I feel the best light truck tires made in the truck industry now, are Bf goodrich (and my entire shop would agree with this), particularly the all-terrain. I run these on my own truck, and lots of freinds have ran them. They do well offroad..Don't plan on getting stuck unless far exceeding the limits. My truck has 245/75/16's and has only gotten stuck once and that was probably becuase I didn't have enough speed and just started digging once it got real deep (I was over the tires). I have found they tend to clog up very quick unless you use some horsepower (which luckily my big tank has), but its still the best non purpose offroad tire I have used so far. The best part about these tires, however, is how awesome they are on road. I know a few guys who have got as much as 100k on these with lighter vehicles and a religious rotation scheadule. They handle extremely well. My 7000lb truck is smooth as day at 100mph (once you get over the unloaded 3/4 ton bounce that is).

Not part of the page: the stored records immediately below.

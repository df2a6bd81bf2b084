//! Source interfaces consumed by the pipeline
//!
//! Every external data source sits behind one async `Collector` trait,
//! instantiated per source with a typed query and output. `Ok(None)` means
//! the source answered but had nothing for the query. Sentiment scoring and
//! creative generation are black boxes with their own narrow traits.
//!
//! `Providers` is the set of implementations a pipeline runs with. It is
//! assembled once, before the pipeline is built; a source left as `None`
//! is reported as a skipped stage on every run.

use async_trait::async_trait;
use chrono::NaiveDate;
use serde::{Deserialize, Serialize};
use std::collections::BTreeMap;
use std::sync::Arc;
use thiserror::Error;

use crate::analysis::SentimentSummary;
use crate::models::{RegionCode, RegionRanking};

pub mod fixture;
pub mod lexicon;

pub use fixture::SignalFixture;
pub use lexicon::LexiconSentiment;

/// Collector failure
#[derive(Debug, Clone, Error)]
pub enum CollectorError {
    #[error("Source unavailable: {0}")]
    Unavailable(String),

    #[error("Rate limited")]
    RateLimited { retry_after_ms: Option<u64> },

    #[error("Malformed response: {0}")]
    Malformed(String),
}

impl CollectorError {
    /// Failure description without the variant prefix
    pub fn detail(&self) -> String {
        match self {
            CollectorError::Unavailable(detail) => detail.clone(),
            CollectorError::RateLimited {
                retry_after_ms: Some(ms),
            } => format!("rate limited, retry after {}ms", ms),
            CollectorError::RateLimited { retry_after_ms: None } => "rate limited".to_string(),
            CollectorError::Malformed(detail) => format!("malformed response: {}", detail),
        }
    }
}

/// Uniform interface over one external data source
///
/// # Example
/// ```rust,ignore
/// use tca_planner::collectors::{Collector, CollectorError, MetadataQuery, MovieMetadata};
///
/// struct CatalogClient;
///
/// #[async_trait::async_trait]
/// impl Collector for CatalogClient {
///     type Query = MetadataQuery;
///     type Output = MovieMetadata;
///
///     fn name(&self) -> &'static str { "catalog" }
///
///     async fn fetch(&self, query: &MetadataQuery) -> Result<Option<MovieMetadata>, CollectorError> {
///         lookup(&query.movie_reference).await
///     }
/// }
/// ```
#[async_trait]
pub trait Collector: Send + Sync {
    type Query: Send + Sync;
    type Output: Send;

    /// Provider name for provenance
    fn name(&self) -> &'static str;

    async fn fetch(&self, query: &Self::Query) -> Result<Option<Self::Output>, CollectorError>;
}

/// Black-box polarity scorer
pub trait SentimentScorer: Send + Sync {
    fn name(&self) -> &'static str;

    /// Compound polarity in [-1, 1]
    fn compound(&self, text: &str) -> f64;
}

/// Black-box creative generator; output is merged into the campaign as-is
#[async_trait]
pub trait CreativeGenerator: Send + Sync {
    fn name(&self) -> &'static str;

    async fn generate(
        &self,
        movie: &MovieMetadata,
        rankings: &[RegionRanking],
        sentiment: Option<&SentimentSummary>,
    ) -> Result<serde_json::Value, CollectorError>;
}

// ============================================================================
// Queries and outputs
// ============================================================================

#[derive(Debug, Clone, PartialEq, Eq)]
pub struct MetadataQuery {
    pub movie_reference: String,
}

#[derive(Debug, Clone, PartialEq, Serialize, Deserialize)]
pub struct MovieMetadata {
    /// Provider key or URL the record came from
    pub source_ref: String,
    pub title: String,
    #[serde(default)]
    pub release_date: Option<NaiveDate>,
    #[serde(default)]
    pub tagline: Option<String>,
    #[serde(default)]
    pub genres: Vec<String>,
    #[serde(default)]
    pub cast: Vec<String>,
    #[serde(default)]
    pub keywords: Vec<String>,
}

#[derive(Debug, Clone, PartialEq, Eq)]
pub struct EngagementQuery {
    pub trailer_reference: String,
    pub regions: Vec<RegionCode>,
}

#[derive(Debug, Clone, PartialEq, Serialize, Deserialize)]
pub struct Comment {
    pub comment_id: String,
    pub text: String,
    #[serde(default)]
    pub like_count: u64,
}

#[derive(Debug, Clone, PartialEq, Serialize, Deserialize)]
pub struct EngagementReport {
    pub source_ref: String,
    pub view_count: u64,
    pub like_count: u64,
    pub comment_count: u64,
    #[serde(default)]
    pub comments: Vec<Comment>,
    /// Engagement rate per region when the provider breaks it down
    #[serde(default)]
    pub regional_engagement: BTreeMap<RegionCode, f64>,
}

/// Query shared by the trend and pageview sources
#[derive(Debug, Clone, PartialEq, Eq)]
pub struct SignalQuery {
    pub title: String,
    pub regions: Vec<RegionCode>,
}

#[derive(Debug, Clone, Copy, PartialEq, Serialize, Deserialize)]
pub struct SeriesPoint {
    pub date: NaiveDate,
    pub value: f64,
}

#[derive(Debug, Clone, PartialEq, Serialize, Deserialize)]
pub struct RegionInterest {
    /// Search interest, 0-100
    pub interest: f64,
    #[serde(default)]
    pub series: Vec<SeriesPoint>,
}

#[derive(Debug, Clone, PartialEq, Serialize, Deserialize)]
pub struct TrendReport {
    pub source_ref: String,
    pub keyword: String,
    pub regions: BTreeMap<RegionCode, RegionInterest>,
}

#[derive(Debug, Clone, PartialEq, Serialize, Deserialize)]
pub struct PageviewReport {
    pub source_ref: String,
    pub article: String,
    /// Daily views per region
    pub regions: BTreeMap<RegionCode, Vec<SeriesPoint>>,
}

// ============================================================================
// Provider set
// ============================================================================

pub type MetadataSource = dyn Collector<Query = MetadataQuery, Output = MovieMetadata>;
pub type EngagementSource = dyn Collector<Query = EngagementQuery, Output = EngagementReport>;
pub type TrendSource = dyn Collector<Query = SignalQuery, Output = TrendReport>;
pub type PageviewSource = dyn Collector<Query = SignalQuery, Output = PageviewReport>;

/// Implementations a pipeline runs with
#[derive(Clone)]
pub struct Providers {
    pub metadata: Arc<MetadataSource>,
    pub engagement: Option<Arc<EngagementSource>>,
    pub trend: Option<Arc<TrendSource>>,
    pub pageview: Option<Arc<PageviewSource>>,
    pub sentiment: Arc<dyn SentimentScorer>,
    pub creative: Option<Arc<dyn CreativeGenerator>>,
}

impl Providers {
    /// Metadata only, lexicon sentiment, nothing else configured
    pub fn new(metadata: Arc<MetadataSource>) -> Self {
        Self {
            metadata,
            engagement: None,
            trend: None,
            pageview: None,
            sentiment: Arc::new(LexiconSentiment::new()),
            creative: None,
        }
    }

    pub fn with_engagement(mut self, source: Arc<EngagementSource>) -> Self {
        self.engagement = Some(source);
        self
    }

    pub fn with_trend(mut self, source: Arc<TrendSource>) -> Self {
        self.trend = Some(source);
        self
    }

    pub fn with_pageview(mut self, source: Arc<PageviewSource>) -> Self {
        self.pageview = Some(source);
        self
    }

    pub fn with_sentiment(mut self, scorer: Arc<dyn SentimentScorer>) -> Self {
        self.sentiment = scorer;
        self
    }

    pub fn with_creative(mut self, generator: Arc<dyn CreativeGenerator>) -> Self {
        self.creative = Some(generator);
        self
    }

    /// Names of the configured providers, for startup logging
    pub fn describe(&self) -> Vec<String> {
        let mut names = vec![format!("metadata={}", self.metadata.name())];
        if let Some(s) = &self.engagement {
            names.push(format!("engagement={}", s.name()));
        }
        if let Some(s) = &self.trend {
            names.push(format!("trend={}", s.name()));
        }
        if let Some(s) = &self.pageview {
            names.push(format!("pageview={}", s.name()));
        }
        names.push(format!("sentiment={}", self.sentiment.name()));
        if let Some(g) = &self.creative {
            names.push(format!("creative={}", g.name()));
        }
        names
    }
}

For a true mud tire, The mud terrain from Bfg is one of the better choices. As far as being a road tire, it sucks...but its better then most other true mud tires I have ever seen. They tend to chop pretty quick but they ARE mud tires and not really designed for it. I would say the MT is the best all around true mud tire you can get. Save bias plys for vehicles with the sole purpose of wheeling.
We also sell lots of private label stuff that isnt too bad. I think one of our biggest selling truck tires is the Trail mark M&S (Private label from goodyear I believe). I haven't seen these in action, but people say they aren't bad at all. They look aggressive, and they are cheap (like 100$ a pop). Don't expect great highway mileage, though.
as far as some confusion with tire sizing, ill give some approximations on common lt metric tire sizes to the high flotation sizing you guys refer to used on fullsizes.
235/85/16 = 32/8.5/16
245/75/16 = 31/9.50/16
265/75/16 = 32/10.50/16
285/75/16 = 33/11/16
Anything past this is a bit of a gamble fitting on a stock IFS Gm fullsize vehicle. Some guys can run skinny 36's with wierd rims and lots of tweaking, some cant run more then a 285.
305/75/16 = 33/11.5/16
315/75/16 = 35/12/16
These are the most common sizes. There are some other oddballs you might see but pretty much up to 33 inches is your limit without mods. A good 33 with a few other offroad necessity's will get you through more then a daily driver has business getting through anyway.